# Are there infinitely many primes of the form $n!+1$?

For some numbers $n!+1$ is prime, but all such numbers are not prime. For example, $5!+1 = 11\times 11$. The question is this:

Are there infinitely many primes of the form $n!+1$?

At this time it is unknown. These are called (together with cases $n!-1$) factorial primes.

Chris Caldwell maintains a page of Factorial Prime Records, with links to much else.

Caldwell and Yves Gallot have a heuristic argument that there should be infinitely many factorial primes of each form (see their preprint here), with the estimate that the chance of $n! \pm 1$ of either form being prime is:

$$\frac{e^\gamma \log n}{n(\log n - 1)}$$

Integrating this leads to their conjecture that "The expected number of factorial primes of each of the forms $n! \pm 1$ with $n \le N$ are both asymptotic to $e^\gamma \log N$."

Clearly this tends to infinity as $N \to \infty$.

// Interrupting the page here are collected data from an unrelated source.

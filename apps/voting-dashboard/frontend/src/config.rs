//! Where the dashboard gets its data, and the render CLI's configuration.

use reqwest::Url;

/// Build-time variable naming the base URL of the candidate/voter service.
pub const API_URL_ENV: &str = "VOTING_DASHBOARD_API_URL";

/// Source of the candidates and voters shown on the dashboard.
#[derive(Debug, Clone, Default, PartialEq, Eq)]
pub enum DataSource {
    /// The fixed seed lists. No requests are made.
    #[default]
    Seed,

    /// Fetch both lists from the service at this base URL.
    Api(Url),
}

impl DataSource {
    pub fn from_api_url(api_url: Option<Url>) -> Self {
        api_url.map_or(Self::Seed, Self::Api)
    }

    /// The source baked into the web build via `VOTING_DASHBOARD_API_URL`.
    /// Unset or unparseable means seed data.
    pub fn from_build_env() -> Self {
        Self::from_raw_api_url(option_env!("VOTING_DASHBOARD_API_URL"))
    }

    fn from_raw_api_url(raw: Option<&str>) -> Self {
        match raw.map(str::trim).filter(|raw| !raw.is_empty()) {
            None => Self::Seed,
            Some(raw) => match raw.parse() {
                Ok(url) => Self::Api(url),
                Err(err) => {
                    log::error!("ignoring invalid {API_URL_ENV} {raw:?}: {err}");
                    Self::Seed
                }
            },
        }
    }
}

#[cfg(feature = "cli")]
pub use cli::Config;

#[cfg(feature = "cli")]
mod cli {
    use std::path::PathBuf;

    use clap::Parser;
    use reqwest::Url;

    use super::{DataSource, API_URL_ENV};

    /// Render a static HTML snapshot of the voting dashboard.
    #[derive(Debug, Clone, Parser)]
    #[command(author, version, about)]
    pub struct Config {
        /// Base URL of the candidate/voter service, e.g. `http://localhost:3000`.
        /// Seed data is used when unset.
        #[arg(long, env = API_URL_ENV)]
        pub api_url: Option<Url>,

        /// File to write the HTML to. Defaults to stdout.
        #[arg(long, short, env = "OUTPUT")]
        pub output: Option<PathBuf>,

        /// Log level.
        #[arg(long, env = "LOG_LEVEL", default_value = "info")]
        pub log_level: tracing::Level,
    }

    impl Config {
        pub fn data_source(&self) -> DataSource {
            DataSource::from_api_url(self.api_url.clone())
        }
    }
}
// SPDX-License-Identifier: Apache-2.0 OR MIT
// Copyright (c) 2025-2026 naskel.com

//! Record forwarding with bounded retry and capped exponential backoff.
//!
//! The forwarder POSTs a validated record to the downstream ingest endpoint.
//! Failures are classified transient (5xx, timeouts, refused connections)
//! or permanent (4xx); by default both consume the same retry budget, which
//! matches the historical bridge behavior. Set
//! [`BridgeConfig::fail_fast_permanent`] to dead-letter 4xx responses
//! immediately.
//!
//! Retry sleeps happen inline on the calling thread. That is deliberate: a
//! stalled sink throttles the rate at which new messages are accepted.

use std::thread;
use std::time::Duration;

use thiserror::Error;

use crate::config::BridgeConfig;
use crate::deadletter::{DeadLetterError, DeadLetterSink};
use crate::record::NormalizedRecord;

/// A single failed delivery attempt, classified for retry purposes.
#[derive(Debug, Error, Clone, PartialEq, Eq)]
pub enum ForwardError {
    /// 5xx responses, timeouts, refused or dropped connections. Expected to
    /// resolve with retry.
    #[error("transient: {0}")]
    Transient(String),

    /// 4xx responses. Retrying will not help.
    #[error("permanent: {0}")]
    Permanent(String),
}

impl ForwardError {
    /// Whether retrying cannot help.
    pub fn is_permanent(&self) -> bool {
        matches!(self, ForwardError::Permanent(_))
    }
}

/// Terminal result of forwarding one record.
#[derive(Debug, Clone, PartialEq, Eq)]
pub enum ForwardOutcome {
    /// The sink accepted the record.
    Delivered {
        /// Attempts used, including the successful one.
        attempts: u32,
    },
    /// The retry budget was exhausted (or a permanent failure was
    /// short-circuited) and the record was parked in the dead-letter log.
    DeadLettered {
        /// Attempts used.
        attempts: u32,
        /// Last observed delivery error.
        cause: String,
    },
}

/// Downstream delivery seam. The production implementation is
/// [`LegacyHttpSink`]; tests substitute scripted fakes.
pub trait HttpSink {
    /// Attempt one delivery of the record.
    fn post(&self, record: &NormalizedRecord) -> Result<(), ForwardError>;
}

/// Blocking HTTP client for the legacy ingest endpoint.
pub struct LegacyHttpSink {
    client: reqwest::blocking::Client,
    url: String,
}

impl LegacyHttpSink {
    /// Build a sink for the given URL with a bounded per-request timeout.
    pub fn new(url: impl Into<String>, timeout: Duration) -> Result<Self, reqwest::Error> {
        let client = reqwest::blocking::Client::builder()
            .timeout(timeout)
            .build()?;
        Ok(Self {
            client,
            url: url.into(),
        })
    }
}

impl HttpSink for LegacyHttpSink {
    fn post(&self, record: &NormalizedRecord) -> Result<(), ForwardError> {
        let response = self
            .client
            .post(&self.url)
            .json(record)
            .send()
            // Network-level failures (refused, DNS, timeout) are retryable.
            .map_err(|e| ForwardError::Transient(e.to_string()))?;
        classify_status(response.status())
    }
}

/// Classify an HTTP response status: 2xx/3xx succeed, 4xx are permanent,
/// everything else is transient.
fn classify_status(status: reqwest::StatusCode) -> Result<(), ForwardError> {
    if status.is_success() || status.is_redirection() {
        Ok(())
    } else if status.is_client_error() {
        Err(ForwardError::Permanent(format!("http status {status}")))
    } else {
        Err(ForwardError::Transient(format!("http status {status}")))
    }
}

/// Backoff delay before the attempt after `attempt` (1-indexed):
/// `min(base * 2^(attempt-1), max)`, never negative.
pub fn backoff_delay(attempt: u32, base_s: f64, max_s: f64) -> Duration {
    let exp = base_s * 2f64.powi(attempt.saturating_sub(1) as i32);
    Duration::from_secs_f64(exp.min(max_s).max(0.0))
}

/// Delivers validated records to an [`HttpSink`], parking them in the
/// dead-letter log when the retry budget runs out.
pub struct Forwarder<S: HttpSink> {
    sink: S,
    dlq: DeadLetterSink,
    max_retries: u32,
    backoff_base_s: f64,
    backoff_max_s: f64,
    fail_fast_permanent: bool,
}

impl<S: HttpSink> Forwarder<S> {
    /// Build a forwarder over the given sink and dead-letter log.
    pub fn new(sink: S, dlq: DeadLetterSink, config: &BridgeConfig) -> Self {
        Self {
            sink,
            dlq,
            max_retries: config.max_retries,
            backoff_base_s: config.backoff_base_s,
            backoff_max_s: config.backoff_max_s,
            fail_fast_permanent: config.fail_fast_permanent,
        }
    }

    /// Access the underlying sink.
    pub fn sink(&self) -> &S {
        &self.sink
    }

    /// Forward one record to completion: either the sink accepts it or it
    /// lands in the dead-letter log. Blocks through all retries.
    ///
    /// Only a dead-letter write failure escapes as an error; that case is
    /// fatal for the pipeline since there is no further fallback tier.
    pub fn forward(&self, record: &NormalizedRecord) -> Result<ForwardOutcome, DeadLetterError> {
        let device_id = record.device_id_lossy();
        let mut last_err: Option<ForwardError> = None;

        for attempt in 1..=self.max_retries {
            match self.sink.post(record) {
                Ok(()) => return Ok(ForwardOutcome::Delivered { attempts: attempt }),
                Err(err) => {
                    if self.fail_fast_permanent && err.is_permanent() {
                        return self.dead_letter(record, attempt, err.to_string());
                    }

                    let delay = backoff_delay(attempt, self.backoff_base_s, self.backoff_max_s);
                    tracing::warn!(
                        attempt,
                        max_retries = self.max_retries,
                        delay_s = delay.as_secs_f64(),
                        err = %err,
                        device_id = %device_id,
                        "legacy_forward_retry"
                    );
                    thread::sleep(delay);
                    last_err = Some(err);
                }
            }
        }

        let cause = last_err
            .map(|e| e.to_string())
            .unwrap_or_else(|| "no delivery attempts configured".to_string());
        self.dead_letter(record, self.max_retries, cause)
    }

    fn dead_letter(
        &self,
        record: &NormalizedRecord,
        attempts: u32,
        cause: String,
    ) -> Result<ForwardOutcome, DeadLetterError> {
        let data = serde_json::to_value(record)?;
        self.dlq.write(&data, &cause)?;
        tracing::warn!(
            dlq_path = %self.dlq.path().display(),
            device_id = %record.device_id_lossy(),
            err = %cause,
            "sent_to_dlq"
        );
        Ok(ForwardOutcome::DeadLettered { attempts, cause })
    }
}

#[cfg(test)]
mod tests {
    use super::*;
    use crate::normalize::normalize;
    use std::cell::RefCell;
    use std::collections::VecDeque;
    use tempfile::tempdir;

    /// Sink that plays back a scripted sequence of results and counts calls.
    /// Once the script runs out it keeps returning the last scripted result.
    struct ScriptedSink {
        script: RefCell<VecDeque<Result<(), ForwardError>>>,
        last: Result<(), ForwardError>,
        calls: RefCell<u32>,
    }

    impl ScriptedSink {
        fn new(script: Vec<Result<(), ForwardError>>) -> Self {
            let last = script
                .last()
                .cloned()
                .unwrap_or(Err(ForwardError::Transient("empty script".into())));
            Self {
                script: RefCell::new(script.into()),
                last,
                calls: RefCell::new(0),
            }
        }

        fn calls(&self) -> u32 {
            *self.calls.borrow()
        }
    }

    impl HttpSink for ScriptedSink {
        fn post(&self, _record: &NormalizedRecord) -> Result<(), ForwardError> {
            *self.calls.borrow_mut() += 1;
            self.script.borrow_mut().pop_front().unwrap_or(self.last.clone())
        }
    }

    fn server_error() -> Result<(), ForwardError> {
        Err(ForwardError::Transient("http status 500 Internal Server Error".into()))
    }

    fn bad_request() -> Result<(), ForwardError> {
        Err(ForwardError::Permanent("http status 400 Bad Request".into()))
    }

    fn test_record() -> NormalizedRecord {
        normalize(
            "meters/dev-1/telemetry",
            br#"{"ts":100,"type":"water","value":3.5}"#,
        )
    }

    /// Forwarder with zero backoff so retry tests run instantly.
    fn test_forwarder(sink: ScriptedSink, dlq: DeadLetterSink) -> Forwarder<ScriptedSink> {
        let config = crate::BridgeConfig::default().backoff(0.0, 0.0);
        Forwarder::new(sink, dlq, &config)
    }

    fn dlq_len(path: &std::path::Path) -> usize {
        match std::fs::read_to_string(path) {
            Ok(s) => s.lines().count(),
            Err(_) => 0,
        }
    }

    #[test]
    fn test_backoff_delay_schedule() {
        // Defaults (base 1.0, max 10.0): attempts 1..5 give 1, 2, 4, 8, 10.
        let expected = [1.0, 2.0, 4.0, 8.0, 10.0];
        for (i, want) in expected.iter().enumerate() {
            let delay = backoff_delay(i as u32 + 1, 1.0, 10.0);
            assert_eq!(delay, Duration::from_secs_f64(*want), "attempt {}", i + 1);
        }
    }

    #[test]
    fn test_backoff_delay_caps_at_max() {
        assert_eq!(backoff_delay(30, 1.0, 10.0), Duration::from_secs_f64(10.0));
        assert_eq!(backoff_delay(1, 0.5, 10.0), Duration::from_secs_f64(0.5));
        assert_eq!(backoff_delay(4, 0.0, 10.0), Duration::ZERO);
    }

    #[test]
    fn test_classify_status() {
        use reqwest::StatusCode;

        assert!(classify_status(StatusCode::OK).is_ok());
        assert!(classify_status(StatusCode::NO_CONTENT).is_ok());
        assert!(classify_status(StatusCode::MOVED_PERMANENTLY).is_ok());

        match classify_status(StatusCode::NOT_FOUND) {
            Err(e) => assert!(e.is_permanent()),
            Ok(()) => panic!("4xx must fail"),
        }
        match classify_status(StatusCode::INTERNAL_SERVER_ERROR) {
            Err(e) => assert!(!e.is_permanent()),
            Ok(()) => panic!("5xx must fail"),
        }
    }

    #[test]
    fn test_always_failing_sink_exhausts_budget_and_dead_letters_once() {
        let dir = tempdir().expect("tempdir");
        let path = dir.path().join("dlq.jsonl");
        let forwarder = test_forwarder(
            ScriptedSink::new(vec![server_error()]),
            DeadLetterSink::new(&path),
        );

        let outcome = forwarder.forward(&test_record()).expect("forward");

        assert_eq!(forwarder.sink.calls(), 5);
        assert_eq!(dlq_len(&path), 1);
        match outcome {
            ForwardOutcome::DeadLettered { attempts, cause } => {
                assert_eq!(attempts, 5);
                assert!(cause.contains("500"), "cause: {cause}");
            }
            other => panic!("expected DeadLettered, got {:?}", other),
        }
    }

    #[test]
    fn test_recovery_on_third_attempt_skips_dead_letter() {
        let dir = tempdir().expect("tempdir");
        let path = dir.path().join("dlq.jsonl");
        let forwarder = test_forwarder(
            ScriptedSink::new(vec![server_error(), server_error(), Ok(())]),
            DeadLetterSink::new(&path),
        );

        let outcome = forwarder.forward(&test_record()).expect("forward");

        assert_eq!(outcome, ForwardOutcome::Delivered { attempts: 3 });
        assert_eq!(forwarder.sink.calls(), 3);
        assert_eq!(dlq_len(&path), 0);
    }

    #[test]
    fn test_permanent_errors_consume_full_budget_by_default() {
        let dir = tempdir().expect("tempdir");
        let path = dir.path().join("dlq.jsonl");
        let forwarder = test_forwarder(
            ScriptedSink::new(vec![bad_request()]),
            DeadLetterSink::new(&path),
        );

        let outcome = forwarder.forward(&test_record()).expect("forward");

        // Deliberate simplification carried over from the original bridge:
        // 4xx retries like 5xx unless fail_fast_permanent is set.
        assert_eq!(forwarder.sink.calls(), 5);
        assert_eq!(dlq_len(&path), 1);
        assert!(matches!(outcome, ForwardOutcome::DeadLettered { attempts: 5, .. }));
    }

    #[test]
    fn test_fail_fast_permanent_short_circuits() {
        let dir = tempdir().expect("tempdir");
        let path = dir.path().join("dlq.jsonl");
        let config = crate::BridgeConfig::default()
            .backoff(0.0, 0.0)
            .fail_fast_permanent(true);
        let forwarder = Forwarder::new(
            ScriptedSink::new(vec![bad_request()]),
            DeadLetterSink::new(&path),
            &config,
        );

        let outcome = forwarder.forward(&test_record()).expect("forward");

        assert_eq!(forwarder.sink.calls(), 1);
        assert_eq!(dlq_len(&path), 1);
        assert!(matches!(outcome, ForwardOutcome::DeadLettered { attempts: 1, .. }));
    }

    #[test]
    fn test_fail_fast_still_retries_transient() {
        let dir = tempdir().expect("tempdir");
        let path = dir.path().join("dlq.jsonl");
        let config = crate::BridgeConfig::default()
            .backoff(0.0, 0.0)
            .fail_fast_permanent(true);
        let forwarder = Forwarder::new(
            ScriptedSink::new(vec![server_error(), Ok(())]),
            DeadLetterSink::new(&path),
            &config,
        );

        let outcome = forwarder.forward(&test_record()).expect("forward");
        assert_eq!(outcome, ForwardOutcome::Delivered { attempts: 2 });
        assert_eq!(dlq_len(&path), 0);
    }

    #[test]
    fn test_dead_letter_write_failure_is_fatal() {
        let forwarder = test_forwarder(
            ScriptedSink::new(vec![server_error()]),
            DeadLetterSink::new("/nonexistent-dir/dlq.jsonl"),
        );

        let err = forwarder.forward(&test_record()).expect_err("must fail");
        assert!(matches!(err, DeadLetterError::Append { .. }));
    }

    #[test]
    fn test_dead_letter_entry_carries_record_and_cause() {
        let dir = tempdir().expect("tempdir");
        let path = dir.path().join("dlq.jsonl");
        let forwarder = test_forwarder(
            ScriptedSink::new(vec![server_error()]),
            DeadLetterSink::new(&path),
        );

        forwarder.forward(&test_record()).expect("forward");

        let line = std::fs::read_to_string(&path).expect("read dlq");
        let entry: crate::DeadLetterRecord =
            serde_json::from_str(line.lines().next().expect("one line")).expect("parse");
        assert!(entry.error.contains("transient"));
        assert_eq!(entry.data["device_id"], serde_json::json!("dev-1"));
        assert_eq!(entry.data["reading"]["value"], serde_json::json!(3.5));
    }
}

Please see answers to another related question here (Is n!+1 often a prime?).

There you can learn:

• what factorial primes are, and how many are known to us at the present moment
• some probability heuristics about existence and frequency of factorial primes
• some collaborative computation efforts to find more factorial primes

Hope this would help.

This is still an open problem, which is to determine whether there exists infinitely many factorial primes (primes of the form $n!\pm1$), according to this page.